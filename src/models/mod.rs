pub mod interaction;
pub mod movie;
pub mod recommendation;

pub use interaction::{InteractionAck, UserInteraction};
pub use movie::{Movie, MAX_RATING};
pub use recommendation::RecommendationKind;
use std::{sync::Arc, time::Duration};

use futures::future::{BoxFuture, FutureExt};

use crate::{
    api::MovieBackend,
    debounce::Debouncer,
    error::ClientResult,
    models::Movie,
    query::{QueryClient, QueryKey, QueryState, QuerySubscription},
    views::{freshness_line, render_movie_list, View},
};

/// Page count shown by the pager; the backend does not report a real total
pub const PLACEHOLDER_PAGE_COUNT: u32 = 10;

pub const MOVIES_ERROR: &str = "Error loading movies. Please try again later.";

/// Searchable, paginated catalogue
pub struct MoviesView {
    backend: Arc<dyn MovieBackend>,
    queries: QueryClient,
    search: Debouncer<String>,
    page: u32,
    subscription: Option<QuerySubscription>,
}

impl MoviesView {
    pub fn new(backend: Arc<dyn MovieBackend>, queries: QueryClient, debounce: Duration) -> Self {
        Self {
            backend,
            queries,
            search: Debouncer::new(String::new(), debounce),
            page: 1,
            subscription: None,
        }
    }

    /// Updates the raw search text and goes back to the first page
    pub fn set_search(&mut self, text: impl Into<String>) {
        self.search.set(text.into());
        self.page = 1;
    }

    pub fn search_text(&self) -> String {
        self.search.input()
    }

    pub fn debounced_search(&self) -> String {
        self.search.current()
    }

    pub fn page(&self) -> u32 {
        self.page
    }

    pub fn set_page(&mut self, page: u32) {
        self.page = page.max(1);
    }

    pub fn next_page(&mut self) {
        self.page = self.page.saturating_add(1);
    }

    pub fn prev_page(&mut self) {
        self.page = self.page.saturating_sub(1).max(1);
    }

    /// Key for the current page and the debounced (not raw) search text
    pub fn query_key(&self) -> QueryKey {
        QueryKey::movies(self.search.current(), self.page)
    }

    /// Current state without waiting; starts a fetch if needed
    pub fn observe(&mut self) -> QueryState<Vec<Movie>> {
        let key = self.query_key();
        self.track(&key);
        self.queries.observe(&key, self.fetcher())
    }

    /// Waits for the search input to settle, then for the page's first result
    pub async fn load(&mut self) -> QueryState<Vec<Movie>> {
        self.search.settled().await;

        let key = self.query_key();
        self.track(&key);
        self.queries.query(&key, self.fetcher()).await
    }

    /// Re-fetches the current page, leaving an error state behind on success
    pub async fn refresh(&mut self) -> QueryState<Vec<Movie>> {
        let key = self.query_key();
        self.track(&key);
        self.queries.refetch(&key, self.fetcher()).await
    }

    pub fn render_state(&self, state: &QueryState<Vec<Movie>>) -> String {
        let search = self.search.current();
        let mut lines = vec![if search.is_empty() {
            "Movies".to_string()
        } else {
            format!("Movies matching \"{}\"", search)
        }];

        match (&state.data, &state.error) {
            (None, Some(_)) => {
                lines.push(MOVIES_ERROR.to_string());
                return lines.join("\n");
            }
            (None, None) => lines.push("Loading...".to_string()),
            (Some(movies), _) => {
                lines.extend(freshness_line(state));

                if movies.is_empty() {
                    lines.push("No movies found.".to_string());
                } else {
                    lines.push(render_movie_list(movies));
                }
            }
        }

        lines.push(format!(
            "Page {} of {}",
            self.page, PLACEHOLDER_PAGE_COUNT
        ));
        lines.join("\n")
    }

    /// Keeps one subscription on the key currently displayed
    fn track(&mut self, key: &QueryKey) {
        if self.subscription.as_ref().map(|s| s.key()) != Some(key) {
            self.subscription = Some(self.queries.subscribe(key));
        }
    }

    fn fetcher(
        &self,
    ) -> impl FnOnce() -> BoxFuture<'static, ClientResult<Vec<Movie>>> + Send + 'static {
        let backend = Arc::clone(&self.backend);
        let search = self.search.current();
        let page = self.page;

        move || {
            async move {
                let search = (!search.is_empty()).then_some(search);
                backend.list_movies(page, search).await
            }
            .boxed()
        }
    }
}

#[async_trait::async_trait]
impl View for MoviesView {
    fn title(&self) -> String {
        "Movies".to_string()
    }

    async fn render(&mut self) -> String {
        let state = self.load().await;
        self.render_state(&state)
    }
}

#[cfg(test)]
mod tests {
    use super::*;
    use crate::{
        api::MockMovieBackend, error::ClientError, views::test_support::movie,
    };
    use mockall::predicate::eq;

    const DEBOUNCE: Duration = Duration::from_millis(500);

    fn view_with(backend: MockMovieBackend) -> MoviesView {
        MoviesView::new(Arc::new(backend), QueryClient::default(), DEBOUNCE)
    }

    #[tokio::test(start_paused = true)]
    async fn test_debounced_search_drives_query() {
        let mut backend = MockMovieBackend::new();
        backend
            .expect_list_movies()
            .with(eq(2), eq(Some("batman".to_string())))
            .times(1)
            .returning(|_, _| Ok(vec![movie(268, "Batman")]));

        let mut view = view_with(backend);
        for text in ["b", "bat", "batman"] {
            view.set_search(text);
        }
        view.set_page(2);
        assert_eq!(view.search_text(), "batman");
        assert_eq!(view.debounced_search(), "");

        let state = view.load().await;
        assert_eq!(view.query_key(), QueryKey::movies("batman", 2));
        assert_eq!(state.data.map(|m| m.len()), Some(1));
    }

    #[tokio::test]
    async fn test_search_change_resets_page() {
        let mut view = view_with(MockMovieBackend::new());
        view.set_page(4);
        view.set_search("alien");
        assert_eq!(view.page(), 1);
    }

    #[tokio::test]
    async fn test_page_never_drops_below_one() {
        let mut view = view_with(MockMovieBackend::new());
        view.prev_page();
        assert_eq!(view.page(), 1);
        view.set_page(0);
        assert_eq!(view.page(), 1);
        view.next_page();
        view.next_page();
        assert_eq!(view.page(), 3);
    }

    #[tokio::test]
    async fn test_empty_search_is_not_sent() {
        let mut backend = MockMovieBackend::new();
        backend
            .expect_list_movies()
            .with(eq(1), eq(None))
            .times(1)
            .returning(|_, _| Ok(vec![movie(1, "Alien")]));

        let mut view = view_with(backend);
        let text = view.render().await;
        assert!(text.contains("Alien"));
        assert!(text.contains("(updated "));
        assert!(text.contains("Page 1 of 10"));
    }

    #[tokio::test]
    async fn test_error_renders_inline() {
        let mut backend = MockMovieBackend::new();
        backend
            .expect_list_movies()
            .times(1)
            .returning(|_, _| Err(ClientError::Network("connection refused".to_string())));

        let mut view = view_with(backend);
        let text = view.render().await;
        assert!(text.contains(MOVIES_ERROR));
    }

    #[tokio::test]
    async fn test_revisiting_page_uses_cache() {
        let mut backend = MockMovieBackend::new();
        backend
            .expect_list_movies()
            .with(eq(1), eq(None))
            .times(1)
            .returning(|_, _| Ok(vec![movie(1, "Alien")]));
        backend
            .expect_list_movies()
            .with(eq(2), eq(None))
            .times(1)
            .returning(|_, _| Ok(vec![movie(2, "Aliens")]));

        let mut view = view_with(backend);
        view.render().await;
        view.next_page();
        let second = view.render().await;
        assert!(second.contains("Aliens"));
        view.prev_page();
        let first = view.render().await;
        assert!(first.contains("Alien"));
        assert!(first.contains("Page 1 of 10"));
    }
}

■ ■ ■ ■ ■ ■ ■

§ Activity: Return every line holding the word "data" from the records.

§ Result of this task:
        match (&state.data, &state.error) {
        assert_eq!(state.data.map(|m| m.len()), Some(1));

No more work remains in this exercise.